Try it – All of the records below need to be returned exactly.
═══ Dataset records
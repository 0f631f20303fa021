//! Savings ledger errors

use thiserror::Error;

use core_kernel::{CoreError, Money, MoneyError, SavingsAccountId, TransactionId};

use crate::account::AccountStatus;
use crate::transaction::TransactionType;

/// Errors raised by the ledger store and its repositories
#[derive(Debug, Error)]
pub enum LedgerError {
    /// Malformed input: non-positive amount, negative fees, bad dates
    #[error("Validation error: {0}")]
    Validation(String),

    /// A debit would take the account below its floor
    #[error("Insufficient funds in {account_id}: balance {balance}, requested {requested}, floor {floor}")]
    InsufficientFunds {
        account_id: SavingsAccountId,
        balance: Money,
        requested: Money,
        floor: Money,
    },

    /// Account status (or maturity lock) forbids this posting
    #[error("Account {account_id} ({status:?}) does not allow {operation}")]
    AccountNotPostable {
        account_id: SavingsAccountId,
        status: AccountStatus,
        operation: String,
    },

    /// Same reference already used on this account for this type with different figures
    #[error("Duplicate reference '{reference}' for {transaction_type:?} on {account_id}")]
    DuplicateReference {
        account_id: SavingsAccountId,
        reference: String,
        transaction_type: TransactionType,
    },

    /// Transaction cannot be reversed
    #[error("Transaction {transaction_id} is not reversible: {reason}")]
    NotReversible {
        transaction_id: TransactionId,
        reason: String,
    },

    /// Row lock could not be obtained in time
    #[error("Lock timeout on {resource} after {waited_ms}ms")]
    LockTimeout { resource: String, waited_ms: u64 },

    /// Entity not found
    #[error("{entity} not found: {id}")]
    NotFound { entity: &'static str, id: String },

    /// Status change not permitted from the current status
    #[error("Invalid state transition: {0}")]
    InvalidStateTransition(String),

    /// Backing store failure
    #[error("Storage error: {0}")]
    Storage(String),
}

impl LedgerError {
    pub fn validation(message: impl Into<String>) -> Self {
        Self::Validation(message.into())
    }

    pub fn account_not_found(id: SavingsAccountId) -> Self {
        Self::NotFound {
            entity: "Savings account",
            id: id.to_string(),
        }
    }

    pub fn transaction_not_found(id: TransactionId) -> Self {
        Self::NotFound {
            entity: "Transaction",
            id: id.to_string(),
        }
    }

    /// Lock timeouts are the only failure a caller should retry as-is
    pub fn is_retryable(&self) -> bool {
        matches!(self, Self::LockTimeout { .. })
    }

    /// Stable machine-readable code
    pub fn code(&self) -> &'static str {
        match self {
            Self::Validation(_) => "VALIDATION_ERROR",
            Self::InsufficientFunds { .. } => "INSUFFICIENT_FUNDS",
            Self::AccountNotPostable { .. } => "ACCOUNT_NOT_POSTABLE",
            Self::DuplicateReference { .. } => "DUPLICATE_REFERENCE",
            Self::NotReversible { .. } => "NOT_REVERSIBLE",
            Self::LockTimeout { .. } => "LOCK_TIMEOUT",
            Self::NotFound { .. } => "NOT_FOUND",
            Self::InvalidStateTransition(_) => "INVALID_STATE_TRANSITION",
            Self::Storage(_) => "STORAGE_ERROR",
        }
    }
}

impl From<MoneyError> for LedgerError {
    fn from(err: MoneyError) -> Self {
        Self::Validation(err.to_string())
    }
}

impl From<CoreError> for LedgerError {
    fn from(err: CoreError) -> Self {
        match err {
            CoreError::LockTimeout {
                resource,
                waited_ms,
            } => Self::LockTimeout {
                resource,
                waited_ms,
            },
            CoreError::Money(e) => e.into(),
            CoreError::Validation(msg) => Self::Validation(msg),
            CoreError::InvalidStateTransition(msg) => Self::InvalidStateTransition(msg),
            CoreError::NotFound { entity, id } => Self::NotFound { entity, id },
        }
    }
}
══════
Solution to this exercise –
repository 0f631f20303fa021
//! Savings ledger errors

use thiserror::Error;

use core_kernel::{CoreError, Money, MoneyError, SavingsAccountId, TransactionId};

use crate::account::AccountStatus;
use crate::transaction::TransactionType;

/// Errors raised by the ledger store and its repositories
#[derive(Debug, Error)]
pub enum LedgerError {
    /// Malformed input: non-positive amount, negative fees, bad dates
    #[error("Validation error: {0}")]
    Validation(String),

    /// A debit would take the account below its floor
    #[error("Insufficient funds in {account_id}: balance {balance}, requested {requested}, floor {floor}")]
    InsufficientFunds {
        account_id: SavingsAccountId,
        balance: Money,
        requested: Money,
        floor: Money,
    },

    /// Account status (or maturity lock) forbids this posting
    #[error("Account {account_id} ({status:?}) does not allow {operation}")]
    AccountNotPostable {
        account_id: SavingsAccountId,
        status: AccountStatus,
        operation: String,
    },

    /// Same reference already used on this account for this type with different figures
    #[error("Duplicate reference '{reference}' for {transaction_type:?} on {account_id}")]
    DuplicateReference {
        account_id: SavingsAccountId,
        reference: String,
        transaction_type: TransactionType,
    },

    /// Transaction cannot be reversed
    #[error("Transaction {transaction_id} is not reversible: {reason}")]
    NotReversible {
        transaction_id: TransactionId,
        reason: String,
    },

    /// Row lock could not be obtained in time
    #[error("Lock timeout on {resource} after {waited_ms}ms")]
    LockTimeout { resource: String, waited_ms: u64 },

    /// Entity not found
    #[error("{entity} not found: {id}")]
    NotFound { entity: &'static str, id: String },

    /// Status change not permitted from the current status
    #[error("Invalid state transition: {0}")]
    InvalidStateTransition(String),

    /// Backing store failure
    #[error("Storage error: {0}")]
    Storage(String),
}

impl LedgerError {
    pub fn validation(message: impl Into<String>) -> Self {
        Self::Validation(message.into())
    }

    pub fn account_not_found(id: SavingsAccountId) -> Self {
        Self::NotFound {
            entity: "Savings account",
            id: id.to_string(),
        }
    }

    pub fn transaction_not_found(id: TransactionId) -> Self {
        Self::NotFound {
            entity: "Transaction",
            id: id.to_string(),
        }
    }

    /// Lock timeouts are the only failure a caller should retry as-is
    pub fn is_retryable(&self) -> bool {
        matches!(self, Self::LockTimeout { .. })
    }

    /// Stable machine-readable code
    pub fn code(&self) -> &'static str {
        match self {
            Self::Validation(_) => "VALIDATION_ERROR",
            Self::InsufficientFunds { .. } => "INSUFFICIENT_FUNDS",
            Self::AccountNotPostable { .. } => "ACCOUNT_NOT_POSTABLE",
            Self::DuplicateReference { .. } => "DUPLICATE_REFERENCE",
            Self::NotReversible { .. } => "NOT_REVERSIBLE",
            Self::LockTimeout { .. } => "LOCK_TIMEOUT",
            Self::NotFound { .. } => "NOT_FOUND",
            Self::InvalidStateTransition(_) => "INVALID_STATE_TRANSITION",
            Self::Storage(_) => "STORAGE_ERROR",
        }
    }
}

impl From<MoneyError> for LedgerError {
    fn from(err: MoneyError) -> Self {
        Self::Validation(err.to_string())
    }
}

impl From<CoreError> for LedgerError {
    fn from(err: CoreError) -> Self {
        match err {
            CoreError::LockTimeout {
                resource,
                waited_ms,
            } => Self::LockTimeout {
                resource,
                waited_ms,
            },
            CoreError::Money(e) => e.into(),
            CoreError::Validation(msg) => Self::Validation(msg),
            CoreError::InvalidStateTransition(msg) => Self::InvalidStateTransition(msg),
            CoreError::NotFound { entity, id } => Self::NotFound { entity, id },
        }
    }
}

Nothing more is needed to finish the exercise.